Is there a threat of military conflict between Greece and Turkey? This is what’s going on

Turkey plays a high game in the conflict for energy resources in an area in the Mediterranean claimed by Greece. Ankara, on the one hand, and Athens and EU allies on the other, have sent naval ships to disputed waters south of Turkey. “The slightest spark could lead to catastrophe,” warns the German Foreign Minister.

NATO countries – Greece and Turkey – are arguing over waters around Crete and Cyprus, which they both claim. Oil and gas deposits under the seabed are suspected in the area. Turkey has already sent several research vessels to the region, accompanied by naval ships and combat aircraft.

Greece started a military exercise south of Crete and Cyprus on Wednesday with EU countries: France, Italy, and Cyprus. Not coincidentally when Turkey is also sailing around in the waters. “The tension and instability in the East Mediterranean have increased disputes over maritime areas,” the Greek Ministry of Defense announced the “cooperation initiative” in a press release.

The military exercise continues to this day. Frigates and fighter jets are used for the display of power.

Exclusive Economic Zone

It is not new that Greece and Turkey are on a collision course with each other. Both countries have long been engaged in a lingering dispute over the territorial waters between Cyprus and Crete.

According to Athens, the area south of the Greek island of Kastellorizo belongs to their Exclusive Economic Zone (EEZ). An EEZ is an area that extends 200 nautical miles (370.4 km) off the coast of a state. Within this zone, a country has several rights, such as the right to exploit the available raw materials, the right to fishing, and the right to scientific research.
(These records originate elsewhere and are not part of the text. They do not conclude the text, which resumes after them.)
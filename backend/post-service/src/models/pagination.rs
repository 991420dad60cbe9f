use serde::{Deserialize, Serialize};

use crate::error::{AppError, Result};

pub const DEFAULT_PAGE_SIZE: i64 = 10;
pub const MAX_PAGE_SIZE: i64 = 50;

/// Raw `?page=&limit=` query parameters
#[derive(Debug, Default, Clone, Deserialize)]
pub struct PaginationParams {
    pub page: Option<i64>,
    pub limit: Option<i64>,
}

/// Validated pagination window
#[derive(Debug, Clone, Copy, PartialEq, Eq)]
pub struct Pagination {
    pub page: i64,
    pub limit: i64,
}

impl PaginationParams {
    pub fn resolve(&self) -> Result<Pagination> {
        let page = self.page.unwrap_or(1);
        let limit = self.limit.unwrap_or(DEFAULT_PAGE_SIZE);

        if page < 1 {
            return Err(AppError::Validation("page must be at least 1".to_string()));
        }
        if !(1..=MAX_PAGE_SIZE).contains(&limit) {
            return Err(AppError::Validation(format!(
                "limit must be between 1 and {}",
                MAX_PAGE_SIZE
            )));
        }

        Ok(Pagination { page, limit })
    }
}

impl Pagination {
    pub fn offset(&self) -> i64 {
        (self.page - 1).saturating_mul(self.limit)
    }
}

impl Default for Pagination {
    fn default() -> Self {
        Self {
            page: 1,
            limit: DEFAULT_PAGE_SIZE,
        }
    }
}

/// One page of results plus the total number of matching items
#[derive(Debug, Clone, Serialize, Deserialize)]
pub struct Page<T> {
    pub items: Vec<T>,
    pub page: i64,
    pub limit: i64,
    pub total: i64,
    pub has_more: bool,
}

impl<T> Page<T> {
    pub fn new(items: Vec<T>, pagination: Pagination, total: i64) -> Self {
        let has_more = pagination.offset() + (items.len() as i64) < total;
        Self {
            items,
            page: pagination.page,
            limit: pagination.limit,
            total,
            has_more,
        }
    }
}

/// Slice an in-memory, already ordered collection the way `LIMIT/OFFSET` would
pub fn window<T: Clone>(items: &[T], limit: i64, offset: i64) -> Vec<T> {
    let start = usize::try_from(offset.max(0)).unwrap_or(usize::MAX);
    let take = usize::try_from(limit.max(0)).unwrap_or(0);
    items.iter().skip(start).take(take).cloned().collect()
}

#[cfg(test)]
mod tests {
    use super::*;

    #[test]
    fn test_defaults() {
        let p = PaginationParams::default().resolve().unwrap();
        assert_eq!(p, Pagination { page: 1, limit: 10 });
        assert_eq!(p.offset(), 0);
    }

    #[test]
    fn test_offset() {
        let p = PaginationParams {
            page: Some(3),
            limit: Some(20),
        }
        .resolve()
        .unwrap();
        assert_eq!(p.offset(), 40);
    }

    #[test]
    fn test_rejects_out_of_range() {
        for (page, limit) in [(0, 10), (-1, 10), (1, 0), (1, 51)] {
            let params = PaginationParams {
                page: Some(page),
                limit: Some(limit),
            };
            assert!(params.resolve().is_err(), "page={} limit={}", page, limit);
        }
    }

    #[test]
    fn test_has_more() {
        let p = Pagination { page: 1, limit: 2 };
        assert!(Page::new(vec![1, 2], p, 3).has_more);
        assert!(!Page::new(vec![1, 2], p, 2).has_more);

        let last = Pagination { page: 2, limit: 2 };
        assert!(!Page::new(vec![3], last, 3).has_more);
    }

    #[test]
    fn test_window() {
        let items = vec![1, 2, 3, 4, 5];
        assert_eq!(window(&items, 2, 0), vec![1, 2]);
        assert_eq!(window(&items, 2, 4), vec![5]);
        assert!(window(&items, 2, 10).is_empty());
    }
}
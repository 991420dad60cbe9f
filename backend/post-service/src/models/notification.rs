use chrono::{DateTime, Utc};
use serde::{Deserialize, Serialize};
use std::fmt;
use std::str::FromStr;
use uuid::Uuid;

#[derive(Debug, Clone, Copy, PartialEq, Eq, Hash, Serialize, Deserialize)]
#[serde(rename_all = "lowercase")]
pub enum NotificationKind {
    Like,
    Comment,
    Follow,
}

impl NotificationKind {
    pub fn as_str(&self) -> &'static str {
        match self {
            NotificationKind::Like => "like",
            NotificationKind::Comment => "comment",
            NotificationKind::Follow => "follow",
        }
    }
}

impl fmt::Display for NotificationKind {
    fn fmt(&self, f: &mut fmt::Formatter<'_>) -> fmt::Result {
        f.write_str(self.as_str())
    }
}

impl FromStr for NotificationKind {
    type Err = String;

    fn from_str(s: &str) -> Result<Self, Self::Err> {
        match s {
            "like" => Ok(NotificationKind::Like),
            "comment" => Ok(NotificationKind::Comment),
            "follow" => Ok(NotificationKind::Follow),
            other => Err(format!("unknown notification kind '{}'", other)),
        }
    }
}

#[derive(Debug, Clone, Serialize, Deserialize)]
pub struct Notification {
    pub id: Uuid,
    pub recipient_id: Uuid,
    pub sender_id: Uuid,
    pub kind: NotificationKind,
    pub post_id: Option<Uuid>,
    pub read: bool,
    pub created_at: DateTime<Utc>,
}

#[derive(Debug, Clone)]
pub struct NewNotification {
    pub recipient_id: Uuid,
    pub sender_id: Uuid,
    pub kind: NotificationKind,
    pub post_id: Option<Uuid>,
}
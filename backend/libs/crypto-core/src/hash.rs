/// Content digests
use sha2::{Digest, Sha256};

/// Lower-case hex SHA-256 of `input`
pub fn sha256_hex(input: &[u8]) -> String {
    hex::encode(Sha256::digest(input))
}

/// Strong HTTP entity tag for a body: the quoted SHA-256 hex digest
pub fn content_etag(body: &[u8]) -> String {
    format!("\"{}\"", sha256_hex(body))
}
Just here, the shoe pinches. Kastellorizo is barely a handkerchief in size (about 9 square kilometers), has 500 Greek inhabitants and is less than two kilometers from Turkey.

The UN Convention on the Law of the Sea stipulates that the nearest inhabited territory of a country may claim the waters. This division does not apply to Turkey. Due to the tiny island of Kastellorizo alone, approximately 40,000 square kilometers of seabed belongs to the Greeks, instead of the Turks.

Controversial deal

In mid-August, Ankara sent the research vessel Oruç Reis to the territory claimed by the Greeks. Turkey is screening with the controversial Memorandum of Understanding agreement it concluded with Libya at the end of last year. In exchange for arms support to the government in Tripoli, the sea strip between the Libyan and Turkish coasts was then divided.

A new exclusive zone has been drawn up whereby the maritime area between the islands of Cyprus and Crete falls under Turkey and is therefore much more favorable for Ankara. However, the signed agreement did not take into account the three Greek islands (Rhodes, Karpathos, and Crete) that lie to the left of that zone.

A “blatant violation of international maritime law,” Greece labeled the deal. The European Union already warned that stability in the region was at risk. Today, the demarches are again closely monitored.

Shooting practice

Especially now that Turkey has announced that it is extending the mission of its research vessel Oruç Reis. “The seismic activities (…) will take place from August 27 to September 1,” the Turkish navy said yesterday.

In a meeting with the state press agency Anadolu, Defense Minister Hulusi Akar made it clear that Turkey will continue these activities “as long as necessary”. “There is no end date,” it said. The news threatens to fuel mounting tensions with Athens even further.

Turkey also announced new military exercises in the Mediterranean. The navy will hold gunnery exercises off the coast of Iskenderun on 1 and 2 September. That zone is located to the northeast of Cyprus.

Despite German mediation, tensions between Greece and Turkey have only increased in recent days. An attempt earlier this week by German Foreign Minister Heiko Maas to get Athens and Ankara into talks failed. On Wednesday, Maas warned that a small accident could cause a major disaster. “The tiniest spark can lead to catastrophe,” it said.

Donald Trump

The Mediterranean muscle gusset role is also drawing the attention of the United States. President Donald Trump has had telephone contact with Greek Prime Minister Kyriakos Mitsotakis and discussed the crisis, the office of the Greek Prime Minister said yesterday. According to Greek media, Trump also had an interview with Turkish President Recep Tayyip Erdogan.

Mitsotakis has informed Trump that he believes Turkey’s actions “endanger stability in the region and the cohesion of NATO.” It is not known what Trump discussed with Erdogan.